//! Fire-and-forget side-effect sinks

use async_trait::async_trait;

use crate::error::{ServerResult, StorageError};
use crate::model::{ActivityEvent, Certificate, Institution, Student};

/// Audit trail of state-changing actions
#[async_trait]
pub trait ActivityLog: Send + Sync {
    async fn record(&self, event: ActivityEvent) -> Result<(), StorageError>;
}

/// Outbound notification channel (email in production deployments)
///
/// Failures are logged by callers and never undo the action that triggered
/// the notification.
#[async_trait]
pub trait Notifier: Send + Sync {
    async fn certificate_issued(
        &self,
        certificate: &Certificate,
        student: &Student,
        institution: &Institution,
    ) -> ServerResult<()>;
}

/// Notifier that only writes a log line
#[derive(Debug, Clone, Default)]
pub struct LogNotifier;

#[async_trait]
impl Notifier for LogNotifier {
    async fn certificate_issued(
        &self,
        certificate: &Certificate,
        student: &Student,
        institution: &Institution,
    ) -> ServerResult<()> {
        tracing::info!(
            serial = %certificate.serial,
            recipient = %student.email,
            institution = %institution.name,
            "Certificate issuance notification"
        );
        Ok(())
    }
}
----------
▶ **What the task asks**: Go through the entries above, and wherever a line holds the word "LogNotifier", copy that line.

▶ **Task result**:
pub struct LogNotifier;
impl Notifier for LogNotifier {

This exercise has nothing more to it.